#### [What is being asked]
Copy out the entries that follow, exactly as written.

#### [Extracted data]
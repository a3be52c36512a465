//! The run configuration value.

use crate::error::ConfigError;
use crate::{DEFAULT_DB_PORT, DEFAULT_SMTP_PORT};
use nr_common::ReportDefinition;
use serde::{Deserialize, Deserializer};
use std::fmt;
use std::path::{Path, PathBuf};

/// Settings for one nightly run.
///
/// Every key is optional at parse time; components that need a key ask for
/// a typed view ([`Configuration::database_settings`],
/// [`Configuration::smtp_settings`]) and handle its absence themselves.
#[derive(Clone, Default, Deserialize)]
pub struct Configuration {
    pub host: Option<String>,
    #[serde(default, deserialize_with = "deserialize_port")]
    pub port: Option<u16>,
    pub user: Option<String>,
    pub password: Option<String>,
    pub database: Option<String>,

    /// Sender address; also the SMTP login when `smtp_username` is absent.
    #[serde(rename = "emailid")]
    pub sender: Option<String>,
    pub smtp_username: Option<String>,
    pub smtp_password: Option<String>,
    /// Legacy spelling of `smtp_password`; used only when that key is absent.
    pub emailpassword: Option<String>,
    #[serde(rename = "to_emailid", default, deserialize_with = "deserialize_recipients")]
    pub recipients: Vec<String>,
    pub smtp_server: Option<String>,
    #[serde(default, deserialize_with = "deserialize_port")]
    pub smtp_port: Option<u16>,

    /// Base for report hyperlinks, e.g. `https://os.example.org/openspecimen/`.
    #[serde(rename = "url")]
    pub base_url: Option<String>,

    pub output_dir: Option<PathBuf>,

    /// Replaces the built-in report set when present.
    pub reports: Option<Vec<ReportDefinition>>,
}

/// Connection parameters for the data source.
#[derive(Clone, PartialEq, Eq)]
pub struct DatabaseSettings {
    pub host: String,
    pub port: u16,
    pub user: String,
    pub password: String,
    pub database: String,
}

impl fmt::Debug for DatabaseSettings {
    fn fmt(&self, f: &mut fmt::Formatter<'_>) -> fmt::Result {
        f.debug_struct("DatabaseSettings")
            .field("host", &self.host)
            .field("port", &self.port)
            .field("user", &self.user)
            .field("password", &"<redacted>")
            .field("database", &self.database)
            .finish()
    }
}

/// Everything needed to open an authenticated SMTP session.
#[derive(Clone, PartialEq, Eq)]
pub struct SmtpSettings {
    pub server: String,
    pub port: u16,
    pub username: String,
    pub password: String,
    pub sender: String,
}

impl fmt::Debug for SmtpSettings {
    fn fmt(&self, f: &mut fmt::Formatter<'_>) -> fmt::Result {
        f.debug_struct("SmtpSettings")
            .field("server", &self.server)
            .field("port", &self.port)
            .field("username", &self.username)
            .field("password", &"<redacted>")
            .field("sender", &self.sender)
            .finish()
    }
}

impl Configuration {
    /// Load and normalize a JSON config file.
    pub fn from_file(path: &Path) -> Result<Self, ConfigError> {
        let content = std::fs::read_to_string(path).map_err(|source| ConfigError::Io {
            path: path.to_path_buf(),
            source,
        })?;
        let config: Configuration =
            serde_json::from_str(&content).map_err(|source| ConfigError::Parse {
                path: path.to_path_buf(),
                source,
            })?;
        Ok(config.normalized())
    }

    /// Parse from a JSON string (used by tests and embedded configs).
    pub fn from_json_str(json: &str) -> Result<Self, serde_json::Error> {
        serde_json::from_str::<Configuration>(json).map(Configuration::normalized)
    }

    /// Blank strings count as absent.
    fn normalized(mut self) -> Self {
        for field in [
            &mut self.host,
            &mut self.user,
            &mut self.database,
            &mut self.sender,
            &mut self.smtp_username,
            &mut self.smtp_server,
            &mut self.base_url,
        ] {
            if let Some(value) = field.take() {
                let trimmed = value.trim();
                if !trimmed.is_empty() {
                    *field = Some(trimmed.to_string());
                }
            }
        }
        self.recipients.retain(|r| !r.is_empty());
        self
    }

    /// Base URL for report hyperlinks, if configured.
    pub fn base_url(&self) -> Option<&str> {
        self.base_url.as_deref()
    }

    pub fn recipients(&self) -> &[String] {
        &self.recipients
    }

    /// Directory the per-report HTML files go to.
    pub fn output_dir(&self) -> &Path {
        self.output_dir.as_deref().unwrap_or_else(|| Path::new("."))
    }

    pub fn database_settings(&self) -> Result<DatabaseSettings, ConfigError> {
        Ok(DatabaseSettings {
            host: required(&self.host, "host")?,
            port: self.port.unwrap_or(DEFAULT_DB_PORT),
            user: required(&self.user, "user")?,
            password: self.password.clone().unwrap_or_default(),
            database: required(&self.database, "database")?,
        })
    }

    pub fn smtp_settings(&self) -> Result<SmtpSettings, ConfigError> {
        let sender = required(&self.sender, "emailid")?;
        let username = self.smtp_username.clone().unwrap_or_else(|| sender.clone());
        Ok(SmtpSettings {
            server: required(&self.smtp_server, "smtp_server")?,
            port: self.smtp_port.unwrap_or(DEFAULT_SMTP_PORT),
            username,
            password: required(
                &self.smtp_password.clone().or_else(|| self.emailpassword.clone()),
                "smtp_password",
            )?,
            sender,
        })
    }
}

impl fmt::Debug for Configuration {
    fn fmt(&self, f: &mut fmt::Formatter<'_>) -> fmt::Result {
        f.debug_struct("Configuration")
            .field("host", &self.host)
            .field("port", &self.port)
            .field("user", &self.user)
            .field("database", &self.database)
            .field("sender", &self.sender)
            .field("smtp_server", &self.smtp_server)
            .field("smtp_port", &self.smtp_port)
            .field("recipients", &self.recipients)
            .field("base_url", &self.base_url)
            .field("output_dir", &self.output_dir)
            .field("reports", &self.reports.as_ref().map(Vec::len))
            .finish_non_exhaustive()
    }
}

fn required(value: &Option<String>, field: &str) -> Result<String, ConfigError> {
    value
        .clone()
        .ok_or_else(|| ConfigError::MissingField(field.to_string()))
}

/// Ports may be written as a number or a numeric string.
fn deserialize_port<'de, D>(deserializer: D) -> Result<Option<u16>, D::Error>
where
    D: Deserializer<'de>,
{
    #[derive(Deserialize)]
    #[serde(untagged)]
    enum NumberOrText {
        Number(u16),
        Text(String),
    }

    match Option::<NumberOrText>::deserialize(deserializer)? {
        None => Ok(None),
        Some(NumberOrText::Number(port)) => Ok(Some(port)),
        Some(NumberOrText::Text(text)) if text.trim().is_empty() => Ok(None),
        Some(NumberOrText::Text(text)) => text.trim().parse::<u16>().map(Some).map_err(|_| {
            serde::de::Error::custom(format!("invalid port '{text}': expected 0-65535"))
        }),
    }
}

/// `to_emailid` may be one address, a comma-separated list, or an array.
fn deserialize_recipients<'de, D>(deserializer: D) -> Result<Vec<String>, D::Error>
where
    D: Deserializer<'de>,
{
    #[derive(Deserialize)]
    #[serde(untagged)]
    enum OneOrMany {
        One(String),
        Many(Vec<String>),
    }

    let raw = Option::<OneOrMany>::deserialize(deserializer)?;
    let list = match raw {
        None => Vec::new(),
        Some(OneOrMany::One(s)) => s.split(',').map(|r| r.trim().to_string()).collect(),
        Some(OneOrMany::Many(v)) => v.into_iter().map(|r| r.trim().to_string()).collect(),
    };
    Ok(list)
}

#### [Your response]
repository a3be52c36512a465
//! The run configuration value.

use crate::error::ConfigError;
use crate::{DEFAULT_DB_PORT, DEFAULT_SMTP_PORT};
use nr_common::ReportDefinition;
use serde::{Deserialize, Deserializer};
use std::fmt;
use std::path::{Path, PathBuf};

/// Settings for one nightly run.
///
/// Every key is optional at parse time; components that need a key ask for
/// a typed view ([`Configuration::database_settings`],
/// [`Configuration::smtp_settings`]) and handle its absence themselves.
#[derive(Clone, Default, Deserialize)]
pub struct Configuration {
    pub host: Option<String>,
    #[serde(default, deserialize_with = "deserialize_port")]
    pub port: Option<u16>,
    pub user: Option<String>,
    pub password: Option<String>,
    pub database: Option<String>,

    /// Sender address; also the SMTP login when `smtp_username` is absent.
    #[serde(rename = "emailid")]
    pub sender: Option<String>,
    pub smtp_username: Option<String>,
    pub smtp_password: Option<String>,
    /// Legacy spelling of `smtp_password`; used only when that key is absent.
    pub emailpassword: Option<String>,
    #[serde(rename = "to_emailid", default, deserialize_with = "deserialize_recipients")]
    pub recipients: Vec<String>,
    pub smtp_server: Option<String>,
    #[serde(default, deserialize_with = "deserialize_port")]
    pub smtp_port: Option<u16>,

    /// Base for report hyperlinks, e.g. `https://os.example.org/openspecimen/`.
    #[serde(rename = "url")]
    pub base_url: Option<String>,

    pub output_dir: Option<PathBuf>,

    /// Replaces the built-in report set when present.
    pub reports: Option<Vec<ReportDefinition>>,
}

/// Connection parameters for the data source.
#[derive(Clone, PartialEq, Eq)]
pub struct DatabaseSettings {
    pub host: String,
    pub port: u16,
    pub user: String,
    pub password: String,
    pub database: String,
}

impl fmt::Debug for DatabaseSettings {
    fn fmt(&self, f: &mut fmt::Formatter<'_>) -> fmt::Result {
        f.debug_struct("DatabaseSettings")
            .field("host", &self.host)
            .field("port", &self.port)
            .field("user", &self.user)
            .field("password", &"<redacted>")
            .field("database", &self.database)
            .finish()
    }
}

/// Everything needed to open an authenticated SMTP session.
#[derive(Clone, PartialEq, Eq)]
pub struct SmtpSettings {
    pub server: String,
    pub port: u16,
    pub username: String,
    pub password: String,
    pub sender: String,
}

impl fmt::Debug for SmtpSettings {
    fn fmt(&self, f: &mut fmt::Formatter<'_>) -> fmt::Result {
        f.debug_struct("SmtpSettings")
            .field("server", &self.server)
            .field("port", &self.port)
            .field("username", &self.username)
            .field("password", &"<redacted>")
            .field("sender", &self.sender)
            .finish()
    }
}

impl Configuration {
    /// Load and normalize a JSON config file.
    pub fn from_file(path: &Path) -> Result<Self, ConfigError> {
        let content = std::fs::read_to_string(path).map_err(|source| ConfigError::Io {
            path: path.to_path_buf(),
            source,
        })?;
        let config: Configuration =
            serde_json::from_str(&content).map_err(|source| ConfigError::Parse {
                path: path.to_path_buf(),
                source,
            })?;
        Ok(config.normalized())
    }

    /// Parse from a JSON string (used by tests and embedded configs).
    pub fn from_json_str(json: &str) -> Result<Self, serde_json::Error> {
        serde_json::from_str::<Configuration>(json).map(Configuration::normalized)
    }

    /// Blank strings count as absent.
    fn normalized(mut self) -> Self {
        for field in [
            &mut self.host,
            &mut self.user,
            &mut self.database,
            &mut self.sender,
            &mut self.smtp_username,
            &mut self.smtp_server,
            &mut self.base_url,
        ] {
            if let Some(value) = field.take() {
                let trimmed = value.trim();
                if !trimmed.is_empty() {
                    *field = Some(trimmed.to_string());
                }
            }
        }
        self.recipients.retain(|r| !r.is_empty());
        self
    }

    /// Base URL for report hyperlinks, if configured.
    pub fn base_url(&self) -> Option<&str> {
        self.base_url.as_deref()
    }

    pub fn recipients(&self) -> &[String] {
        &self.recipients
    }

    /// Directory the per-report HTML files go to.
    pub fn output_dir(&self) -> &Path {
        self.output_dir.as_deref().unwrap_or_else(|| Path::new("."))
    }

    pub fn database_settings(&self) -> Result<DatabaseSettings, ConfigError> {
        Ok(DatabaseSettings {
            host: required(&self.host, "host")?,
            port: self.port.unwrap_or(DEFAULT_DB_PORT),
            user: required(&self.user, "user")?,
            password: self.password.clone().unwrap_or_default(),
            database: required(&self.database, "database")?,
        })
    }

    pub fn smtp_settings(&self) -> Result<SmtpSettings, ConfigError> {
        let sender = required(&self.sender, "emailid")?;
        let username = self.smtp_username.clone().unwrap_or_else(|| sender.clone());
        Ok(SmtpSettings {
            server: required(&self.smtp_server, "smtp_server")?,
            port: self.smtp_port.unwrap_or(DEFAULT_SMTP_PORT),
            username,
            password: required(
                &self.smtp_password.clone().or_else(|| self.emailpassword.clone()),
                "smtp_password",
            )?,
            sender,
        })
    }
}

impl fmt::Debug for Configuration {
    fn fmt(&self, f: &mut fmt::Formatter<'_>) -> fmt::Result {
        f.debug_struct("Configuration")
            .field("host", &self.host)
            .field("port", &self.port)
            .field("user", &self.user)
            .field("database", &self.database)
            .field("sender", &self.sender)
            .field("smtp_server", &self.smtp_server)
            .field("smtp_port", &self.smtp_port)
            .field("recipients", &self.recipients)
            .field("base_url", &self.base_url)
            .field("output_dir", &self.output_dir)
            .field("reports", &self.reports.as_ref().map(Vec::len))
            .finish_non_exhaustive()
    }
}

fn required(value: &Option<String>, field: &str) -> Result<String, ConfigError> {
    value
        .clone()
        .ok_or_else(|| ConfigError::MissingField(field.to_string()))
}

/// Ports may be written as a number or a numeric string.
fn deserialize_port<'de, D>(deserializer: D) -> Result<Option<u16>, D::Error>
where
    D: Deserializer<'de>,
{
    #[derive(Deserialize)]
    #[serde(untagged)]
    enum NumberOrText {
        Number(u16),
        Text(String),
    }

    match Option::<NumberOrText>::deserialize(deserializer)? {
        None => Ok(None),
        Some(NumberOrText::Number(port)) => Ok(Some(port)),
        Some(NumberOrText::Text(text)) if text.trim().is_empty() => Ok(None),
        Some(NumberOrText::Text(text)) => text.trim().parse::<u16>().map(Some).map_err(|_| {
            serde::de::Error::custom(format!("invalid port '{text}': expected 0-65535"))
        }),
    }
}

/// `to_emailid` may be one address, a comma-separated list, or an array.
fn deserialize_recipients<'de, D>(deserializer: D) -> Result<Vec<String>, D::Error>
where
    D: Deserializer<'de>,
{
    #[derive(Deserialize)]
    #[serde(untagged)]
    enum OneOrMany {
        One(String),
        Many(Vec<String>),
    }

    let raw = Option::<OneOrMany>::deserialize(deserializer)?;
    let list = match raw {
        None => Vec::new(),
        Some(OneOrMany::One(s)) => s.split(',').map(|r| r.trim().to_string()).collect(),
        Some(OneOrMany::Many(v)) => v.into_iter().map(|r| r.trim().to_string()).collect(),
    };
    Ok(list)
}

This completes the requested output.